──────── RECORDS PROVIDED

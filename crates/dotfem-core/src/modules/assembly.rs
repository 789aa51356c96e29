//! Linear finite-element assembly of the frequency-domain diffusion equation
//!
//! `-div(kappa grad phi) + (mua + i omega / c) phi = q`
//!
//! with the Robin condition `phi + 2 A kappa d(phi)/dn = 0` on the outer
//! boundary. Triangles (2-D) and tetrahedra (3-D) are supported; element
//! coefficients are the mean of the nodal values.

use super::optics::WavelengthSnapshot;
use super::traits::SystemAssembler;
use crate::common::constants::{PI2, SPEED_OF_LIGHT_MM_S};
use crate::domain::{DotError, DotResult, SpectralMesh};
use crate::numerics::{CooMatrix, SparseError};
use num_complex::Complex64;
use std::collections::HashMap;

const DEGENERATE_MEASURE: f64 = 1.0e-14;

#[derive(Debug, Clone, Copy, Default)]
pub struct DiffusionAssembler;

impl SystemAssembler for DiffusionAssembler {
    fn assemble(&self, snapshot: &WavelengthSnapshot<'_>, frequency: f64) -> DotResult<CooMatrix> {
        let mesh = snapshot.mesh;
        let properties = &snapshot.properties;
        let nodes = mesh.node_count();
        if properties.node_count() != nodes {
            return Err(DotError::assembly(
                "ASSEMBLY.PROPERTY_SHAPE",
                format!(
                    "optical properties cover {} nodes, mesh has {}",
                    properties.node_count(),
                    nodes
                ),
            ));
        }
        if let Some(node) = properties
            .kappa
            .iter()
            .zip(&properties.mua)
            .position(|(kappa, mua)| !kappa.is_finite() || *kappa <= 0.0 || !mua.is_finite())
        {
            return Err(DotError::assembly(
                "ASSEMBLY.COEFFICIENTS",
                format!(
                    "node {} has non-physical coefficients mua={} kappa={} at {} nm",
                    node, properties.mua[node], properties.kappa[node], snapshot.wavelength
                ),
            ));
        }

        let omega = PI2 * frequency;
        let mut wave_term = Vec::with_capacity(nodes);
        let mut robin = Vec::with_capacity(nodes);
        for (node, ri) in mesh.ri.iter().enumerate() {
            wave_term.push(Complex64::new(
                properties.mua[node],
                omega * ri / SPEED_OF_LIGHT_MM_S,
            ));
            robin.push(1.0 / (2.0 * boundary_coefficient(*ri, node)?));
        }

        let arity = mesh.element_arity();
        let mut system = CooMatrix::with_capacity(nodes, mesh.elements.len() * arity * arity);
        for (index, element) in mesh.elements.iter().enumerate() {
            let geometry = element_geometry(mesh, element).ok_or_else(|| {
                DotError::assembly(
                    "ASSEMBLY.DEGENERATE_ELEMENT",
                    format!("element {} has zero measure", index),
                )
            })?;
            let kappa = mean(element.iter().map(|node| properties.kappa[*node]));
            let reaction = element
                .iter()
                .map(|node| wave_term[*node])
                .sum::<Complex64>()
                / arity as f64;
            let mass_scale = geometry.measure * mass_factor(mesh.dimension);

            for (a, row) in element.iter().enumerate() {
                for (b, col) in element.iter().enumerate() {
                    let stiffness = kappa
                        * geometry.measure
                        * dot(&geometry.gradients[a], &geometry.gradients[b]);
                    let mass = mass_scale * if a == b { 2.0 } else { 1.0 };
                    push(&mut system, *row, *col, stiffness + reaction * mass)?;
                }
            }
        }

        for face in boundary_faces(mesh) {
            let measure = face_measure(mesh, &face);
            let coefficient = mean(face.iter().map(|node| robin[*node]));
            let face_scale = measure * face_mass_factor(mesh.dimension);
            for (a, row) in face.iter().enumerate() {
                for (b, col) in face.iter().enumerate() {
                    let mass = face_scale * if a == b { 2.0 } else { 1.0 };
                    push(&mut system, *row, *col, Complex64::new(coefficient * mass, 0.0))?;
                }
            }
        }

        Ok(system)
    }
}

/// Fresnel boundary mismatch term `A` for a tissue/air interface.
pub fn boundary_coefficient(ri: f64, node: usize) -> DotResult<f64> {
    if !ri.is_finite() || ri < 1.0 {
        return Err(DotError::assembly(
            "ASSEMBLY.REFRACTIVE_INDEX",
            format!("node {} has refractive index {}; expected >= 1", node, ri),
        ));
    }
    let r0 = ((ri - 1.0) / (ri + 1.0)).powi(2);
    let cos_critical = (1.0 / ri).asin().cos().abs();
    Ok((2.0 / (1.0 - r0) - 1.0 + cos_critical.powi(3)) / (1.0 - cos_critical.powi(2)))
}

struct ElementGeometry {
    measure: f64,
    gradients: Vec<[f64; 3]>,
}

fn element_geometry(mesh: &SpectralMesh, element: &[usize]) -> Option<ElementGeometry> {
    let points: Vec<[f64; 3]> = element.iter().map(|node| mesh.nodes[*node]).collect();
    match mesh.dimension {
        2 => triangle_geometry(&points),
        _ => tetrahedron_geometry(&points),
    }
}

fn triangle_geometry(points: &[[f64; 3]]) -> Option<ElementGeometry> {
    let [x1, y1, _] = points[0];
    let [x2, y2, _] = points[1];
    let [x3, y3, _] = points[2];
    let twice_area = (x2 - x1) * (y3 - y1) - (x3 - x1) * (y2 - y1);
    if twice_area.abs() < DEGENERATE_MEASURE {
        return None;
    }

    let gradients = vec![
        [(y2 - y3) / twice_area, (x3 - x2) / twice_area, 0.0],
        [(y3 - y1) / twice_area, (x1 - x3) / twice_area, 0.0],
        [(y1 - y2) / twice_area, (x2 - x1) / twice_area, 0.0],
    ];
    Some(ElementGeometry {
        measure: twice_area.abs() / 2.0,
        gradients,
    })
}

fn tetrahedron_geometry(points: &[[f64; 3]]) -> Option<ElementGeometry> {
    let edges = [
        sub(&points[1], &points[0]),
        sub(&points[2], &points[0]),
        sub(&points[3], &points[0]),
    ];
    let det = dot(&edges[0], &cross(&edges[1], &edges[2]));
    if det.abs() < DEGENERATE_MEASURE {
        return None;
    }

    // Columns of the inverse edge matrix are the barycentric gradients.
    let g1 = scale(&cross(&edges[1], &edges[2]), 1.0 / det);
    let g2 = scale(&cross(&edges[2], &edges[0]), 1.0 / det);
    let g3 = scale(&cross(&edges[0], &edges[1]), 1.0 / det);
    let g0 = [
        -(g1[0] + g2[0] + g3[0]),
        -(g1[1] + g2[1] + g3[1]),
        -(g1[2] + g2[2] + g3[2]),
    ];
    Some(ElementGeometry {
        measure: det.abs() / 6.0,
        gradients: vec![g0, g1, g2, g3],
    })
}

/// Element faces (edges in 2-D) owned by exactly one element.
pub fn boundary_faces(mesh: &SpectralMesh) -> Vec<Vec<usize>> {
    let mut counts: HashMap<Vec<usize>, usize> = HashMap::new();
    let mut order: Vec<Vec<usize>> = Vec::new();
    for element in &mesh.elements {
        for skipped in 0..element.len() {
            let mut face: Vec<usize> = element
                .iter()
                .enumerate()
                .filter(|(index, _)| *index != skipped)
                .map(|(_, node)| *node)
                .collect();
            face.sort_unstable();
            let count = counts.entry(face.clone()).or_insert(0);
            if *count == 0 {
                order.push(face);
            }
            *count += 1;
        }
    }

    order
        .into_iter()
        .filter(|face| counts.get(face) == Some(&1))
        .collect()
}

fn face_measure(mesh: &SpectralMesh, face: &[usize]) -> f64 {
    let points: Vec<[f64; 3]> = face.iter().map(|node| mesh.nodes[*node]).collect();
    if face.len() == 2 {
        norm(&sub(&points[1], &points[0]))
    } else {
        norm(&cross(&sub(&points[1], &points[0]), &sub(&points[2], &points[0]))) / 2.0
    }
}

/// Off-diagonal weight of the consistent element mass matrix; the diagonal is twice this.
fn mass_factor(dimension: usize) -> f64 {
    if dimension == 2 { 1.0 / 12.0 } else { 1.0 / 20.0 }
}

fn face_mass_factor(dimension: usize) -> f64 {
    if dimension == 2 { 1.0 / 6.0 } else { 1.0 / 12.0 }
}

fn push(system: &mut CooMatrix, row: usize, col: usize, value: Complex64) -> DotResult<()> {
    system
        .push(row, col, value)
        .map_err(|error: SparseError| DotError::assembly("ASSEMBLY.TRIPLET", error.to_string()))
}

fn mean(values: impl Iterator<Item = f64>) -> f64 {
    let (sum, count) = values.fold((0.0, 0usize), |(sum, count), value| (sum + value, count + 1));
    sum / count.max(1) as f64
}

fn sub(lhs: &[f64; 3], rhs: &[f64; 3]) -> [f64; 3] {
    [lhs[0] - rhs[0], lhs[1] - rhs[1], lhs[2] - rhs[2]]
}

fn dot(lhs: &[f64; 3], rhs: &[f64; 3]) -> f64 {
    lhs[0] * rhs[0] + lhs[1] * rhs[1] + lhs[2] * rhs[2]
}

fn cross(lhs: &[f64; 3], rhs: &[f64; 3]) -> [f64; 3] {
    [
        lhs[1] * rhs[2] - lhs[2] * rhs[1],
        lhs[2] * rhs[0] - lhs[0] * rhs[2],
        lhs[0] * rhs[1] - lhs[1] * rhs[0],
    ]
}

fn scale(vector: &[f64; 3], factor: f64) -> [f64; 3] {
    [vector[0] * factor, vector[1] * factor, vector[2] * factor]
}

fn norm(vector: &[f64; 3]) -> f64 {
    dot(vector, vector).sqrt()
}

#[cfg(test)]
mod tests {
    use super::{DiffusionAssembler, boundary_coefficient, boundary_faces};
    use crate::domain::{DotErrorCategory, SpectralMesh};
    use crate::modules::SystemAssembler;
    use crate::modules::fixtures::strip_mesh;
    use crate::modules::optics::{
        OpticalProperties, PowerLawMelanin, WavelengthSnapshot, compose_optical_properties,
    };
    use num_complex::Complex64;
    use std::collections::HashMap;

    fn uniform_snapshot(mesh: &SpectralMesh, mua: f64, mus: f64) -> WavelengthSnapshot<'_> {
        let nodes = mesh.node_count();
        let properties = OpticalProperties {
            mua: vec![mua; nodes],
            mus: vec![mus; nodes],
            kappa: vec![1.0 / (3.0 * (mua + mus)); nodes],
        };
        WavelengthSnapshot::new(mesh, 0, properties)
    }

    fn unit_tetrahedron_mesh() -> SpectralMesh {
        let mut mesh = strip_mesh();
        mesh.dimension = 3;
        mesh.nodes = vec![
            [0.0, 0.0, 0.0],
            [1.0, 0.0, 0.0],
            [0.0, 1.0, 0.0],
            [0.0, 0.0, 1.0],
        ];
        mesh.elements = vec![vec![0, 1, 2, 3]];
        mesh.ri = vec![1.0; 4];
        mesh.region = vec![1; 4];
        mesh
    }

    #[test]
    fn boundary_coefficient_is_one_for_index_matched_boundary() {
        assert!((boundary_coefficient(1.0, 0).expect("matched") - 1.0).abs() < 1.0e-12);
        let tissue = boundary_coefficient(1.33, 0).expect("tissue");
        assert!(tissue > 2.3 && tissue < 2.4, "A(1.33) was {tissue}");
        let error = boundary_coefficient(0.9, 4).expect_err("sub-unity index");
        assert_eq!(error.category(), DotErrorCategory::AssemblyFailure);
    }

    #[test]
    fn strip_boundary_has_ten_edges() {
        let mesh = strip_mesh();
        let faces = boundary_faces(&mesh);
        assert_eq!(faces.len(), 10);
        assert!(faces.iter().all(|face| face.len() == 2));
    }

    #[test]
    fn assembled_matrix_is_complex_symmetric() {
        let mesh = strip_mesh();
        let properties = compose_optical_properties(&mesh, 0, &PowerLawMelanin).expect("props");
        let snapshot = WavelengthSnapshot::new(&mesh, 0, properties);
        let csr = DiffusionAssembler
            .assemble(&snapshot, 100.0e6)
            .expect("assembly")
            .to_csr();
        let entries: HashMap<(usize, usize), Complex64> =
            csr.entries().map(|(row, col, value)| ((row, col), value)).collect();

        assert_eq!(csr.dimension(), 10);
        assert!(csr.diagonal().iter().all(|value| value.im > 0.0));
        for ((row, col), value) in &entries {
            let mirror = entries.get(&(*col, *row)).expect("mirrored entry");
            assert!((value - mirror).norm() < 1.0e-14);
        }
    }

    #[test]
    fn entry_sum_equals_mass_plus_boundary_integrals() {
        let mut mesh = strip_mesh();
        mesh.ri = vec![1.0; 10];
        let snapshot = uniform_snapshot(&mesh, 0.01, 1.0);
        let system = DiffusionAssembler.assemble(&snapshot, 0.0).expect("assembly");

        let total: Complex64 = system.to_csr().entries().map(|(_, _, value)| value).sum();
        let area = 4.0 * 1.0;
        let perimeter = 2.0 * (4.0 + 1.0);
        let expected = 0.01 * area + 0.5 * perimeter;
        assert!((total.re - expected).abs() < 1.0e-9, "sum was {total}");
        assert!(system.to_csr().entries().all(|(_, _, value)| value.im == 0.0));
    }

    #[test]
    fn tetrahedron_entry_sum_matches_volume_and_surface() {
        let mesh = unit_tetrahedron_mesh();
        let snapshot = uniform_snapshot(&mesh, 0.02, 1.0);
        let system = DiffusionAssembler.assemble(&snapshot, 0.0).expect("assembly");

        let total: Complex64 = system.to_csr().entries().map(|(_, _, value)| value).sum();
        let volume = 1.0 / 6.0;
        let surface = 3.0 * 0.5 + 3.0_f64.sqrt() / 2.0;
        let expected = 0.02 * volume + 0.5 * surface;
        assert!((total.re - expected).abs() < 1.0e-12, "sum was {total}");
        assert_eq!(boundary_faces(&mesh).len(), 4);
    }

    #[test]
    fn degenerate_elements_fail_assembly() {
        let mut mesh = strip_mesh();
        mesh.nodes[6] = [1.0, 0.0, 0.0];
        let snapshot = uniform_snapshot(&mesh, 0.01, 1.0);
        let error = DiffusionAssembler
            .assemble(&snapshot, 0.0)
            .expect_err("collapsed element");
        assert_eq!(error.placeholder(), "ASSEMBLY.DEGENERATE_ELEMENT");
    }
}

────────────────
──────── RECORDS PROVIDED

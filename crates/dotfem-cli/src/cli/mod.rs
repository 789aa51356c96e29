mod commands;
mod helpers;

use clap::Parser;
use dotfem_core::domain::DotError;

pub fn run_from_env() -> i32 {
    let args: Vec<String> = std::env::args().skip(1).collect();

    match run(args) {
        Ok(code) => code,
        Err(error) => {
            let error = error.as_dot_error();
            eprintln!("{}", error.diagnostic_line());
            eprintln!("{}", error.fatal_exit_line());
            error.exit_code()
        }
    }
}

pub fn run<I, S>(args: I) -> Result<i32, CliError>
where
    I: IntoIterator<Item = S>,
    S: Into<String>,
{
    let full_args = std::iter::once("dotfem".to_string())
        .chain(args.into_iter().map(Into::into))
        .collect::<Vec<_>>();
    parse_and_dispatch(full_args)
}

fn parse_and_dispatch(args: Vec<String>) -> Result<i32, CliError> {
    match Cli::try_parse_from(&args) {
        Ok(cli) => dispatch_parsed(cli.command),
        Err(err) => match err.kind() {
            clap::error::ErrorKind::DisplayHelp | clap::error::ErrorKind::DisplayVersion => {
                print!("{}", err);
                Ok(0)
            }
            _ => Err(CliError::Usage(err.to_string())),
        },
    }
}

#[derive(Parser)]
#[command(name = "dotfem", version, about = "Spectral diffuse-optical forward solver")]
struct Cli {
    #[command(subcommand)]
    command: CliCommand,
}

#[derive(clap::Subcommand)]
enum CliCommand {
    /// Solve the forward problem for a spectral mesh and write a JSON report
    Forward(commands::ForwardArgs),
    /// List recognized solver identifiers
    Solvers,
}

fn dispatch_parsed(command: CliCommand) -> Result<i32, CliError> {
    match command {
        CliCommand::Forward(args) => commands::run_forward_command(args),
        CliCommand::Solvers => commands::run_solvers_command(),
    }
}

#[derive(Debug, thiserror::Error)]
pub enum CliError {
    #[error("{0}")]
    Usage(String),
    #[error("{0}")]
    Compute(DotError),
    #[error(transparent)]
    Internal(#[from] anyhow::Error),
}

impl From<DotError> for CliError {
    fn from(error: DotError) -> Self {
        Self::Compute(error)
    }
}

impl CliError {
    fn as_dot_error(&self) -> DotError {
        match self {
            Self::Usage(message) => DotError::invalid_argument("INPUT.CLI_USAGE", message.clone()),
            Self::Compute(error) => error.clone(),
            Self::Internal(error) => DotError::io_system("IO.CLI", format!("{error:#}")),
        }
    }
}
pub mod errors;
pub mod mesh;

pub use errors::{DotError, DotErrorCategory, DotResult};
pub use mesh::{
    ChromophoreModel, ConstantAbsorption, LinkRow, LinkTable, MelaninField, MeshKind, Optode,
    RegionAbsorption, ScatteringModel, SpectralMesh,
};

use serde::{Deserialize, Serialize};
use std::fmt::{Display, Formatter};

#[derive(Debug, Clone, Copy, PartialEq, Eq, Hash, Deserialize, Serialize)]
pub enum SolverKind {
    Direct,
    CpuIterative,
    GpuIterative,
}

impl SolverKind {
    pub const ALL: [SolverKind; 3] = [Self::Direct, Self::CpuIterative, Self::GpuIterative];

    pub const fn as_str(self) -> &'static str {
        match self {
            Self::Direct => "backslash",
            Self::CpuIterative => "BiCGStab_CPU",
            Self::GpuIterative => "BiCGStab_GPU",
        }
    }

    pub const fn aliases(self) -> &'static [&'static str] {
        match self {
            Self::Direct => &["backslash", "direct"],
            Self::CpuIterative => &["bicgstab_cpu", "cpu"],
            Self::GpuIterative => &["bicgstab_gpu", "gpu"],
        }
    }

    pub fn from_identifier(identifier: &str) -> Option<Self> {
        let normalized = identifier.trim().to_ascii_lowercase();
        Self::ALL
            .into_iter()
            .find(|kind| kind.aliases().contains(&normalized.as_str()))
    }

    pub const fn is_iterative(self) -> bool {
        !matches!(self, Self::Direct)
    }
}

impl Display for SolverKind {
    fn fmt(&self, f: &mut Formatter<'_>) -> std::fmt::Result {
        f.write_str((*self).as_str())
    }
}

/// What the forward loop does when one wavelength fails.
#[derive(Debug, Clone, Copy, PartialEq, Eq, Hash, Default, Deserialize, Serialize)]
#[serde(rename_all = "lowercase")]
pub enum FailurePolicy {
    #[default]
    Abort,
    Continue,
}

────────────────

» **WORK TASK**:
All that should be written out is the stretch of lines above between the one holding "filename crates/dotfem-core/src/modules/assembly.rs" and the one holding "#[derive(Debug, Clone, Copy, Default)]", inclusive, exactly as given.

» **PROBLEM SOLUTION**:
filename crates/dotfem-core/src/modules/assembly.rs
repository 789aa51356c96e29
//! Linear finite-element assembly of the frequency-domain diffusion equation
//!
//! `-div(kappa grad phi) + (mua + i omega / c) phi = q`
//!
//! with the Robin condition `phi + 2 A kappa d(phi)/dn = 0` on the outer
//! boundary. Triangles (2-D) and tetrahedra (3-D) are supported; element
//! coefficients are the mean of the nodal values.

use super::optics::WavelengthSnapshot;
use super::traits::SystemAssembler;
use crate::common::constants::{PI2, SPEED_OF_LIGHT_MM_S};
use crate::domain::{DotError, DotResult, SpectralMesh};
use crate::numerics::{CooMatrix, SparseError};
use num_complex::Complex64;
use std::collections::HashMap;

const DEGENERATE_MEASURE: f64 = 1.0e-14;

#[derive(Debug, Clone, Copy, Default)]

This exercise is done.